[Saved data entries]
============================================================

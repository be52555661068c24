use std::path::{Path, PathBuf};

use walkdir::WalkDir;

use crate::error::{Error, Result};

/// Finds video files in `dir`.
///
/// Extensions are matched case-insensitively and without the leading dot.
/// Subfolders are only visited when `recursive` is set. The result is sorted
/// so videos are dispatched in a stable order.
pub fn discover_videos(dir: &Path, extensions: &[String], recursive: bool) -> Result<Vec<PathBuf>> {
    if !dir.is_dir() {
        return Err(Error::not_found(dir));
    }

    let wanted: Vec<String> = extensions
        .iter()
        .map(|e| e.trim().trim_start_matches('.').to_lowercase())
        .filter(|e| !e.is_empty())
        .collect();

    let max_depth = if recursive { usize::MAX } else { 1 };
    let mut videos = Vec::new();

    for entry in WalkDir::new(dir).max_depth(max_depth) {
        let entry = match entry {
            Ok(entry) => entry,
            Err(e) => {
                tracing::warn!(target: "scheduler::batch", error = %e, "Skipping unreadable entry");
                continue;
            }
        };
        if !entry.file_type().is_file() {
            continue;
        }
        let path = entry.path();
        let Some(ext) = path.extension().and_then(|s| s.to_str()) else {
            continue;
        };
        if wanted.contains(&ext.to_lowercase()) {
            videos.push(path.to_path_buf());
        }
    }

    if videos.is_empty() {
        return Err(Error::NoVideos(dir.to_path_buf()));
    }

    videos.sort();
    tracing::info!(target: "scheduler::batch", dir = %dir.display(), count = videos.len(), "Discovered videos");
    Ok(videos)
}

============================================================

» **Goal of the exercise**
Which lines in the records above contain the word "String"? Copy each one.

» **Expected answer**
pub fn discover_videos(dir: &Path, extensions: &[String], recursive: bool) -> Result<Vec<PathBuf>> {
    let wanted: Vec<String> = extensions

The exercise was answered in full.